== YOUR OBJECTIVE ==
Where the word "only" occurs in a line of the data, return the whole line.
____
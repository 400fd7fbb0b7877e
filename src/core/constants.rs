//! Constants for PetFriends request headers, form fields, and filters
//!
//! The PetFriends API is header- and form-driven rather than JSON-driven on
//! the request side; the string constants used to build requests live here
//! so the client and the test scenarios agree on them.

/// Request header names
pub mod header {
    /// Account email header, accepted only by the `/api/key` endpoint
    pub const EMAIL: &str = "email";

    /// Account password header, accepted only by the `/api/key` endpoint
    pub const PASSWORD: &str = "password";

    /// Session key header required by every other endpoint
    pub const AUTH_KEY: &str = "auth_key";
}

/// Values for the `filter` query parameter of the pet listing endpoint
pub mod filter {
    /// List every pet in the catalog
    pub const ALL_PETS: &str = "";

    /// List only pets owned by the authenticated account
    pub const MY_PETS: &str = "my_pets";
}

/// Form field names for pet creation and update
pub mod form {
    /// Pet name field
    pub const NAME: &str = "name";

    /// Animal type field
    pub const ANIMAL_TYPE: &str = "animal_type";

    /// Age field (the service stores it as free text)
    pub const AGE: &str = "age";

    /// Photo file part for multipart uploads
    pub const PET_PHOTO: &str = "pet_photo";
}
____
== RESULT OF THE EXERCISE ==
    /// Account email header, accepted only by the `/api/key` endpoint
    /// Account password header, accepted only by the `/api/key` endpoint
    /// List only pets owned by the authenticated account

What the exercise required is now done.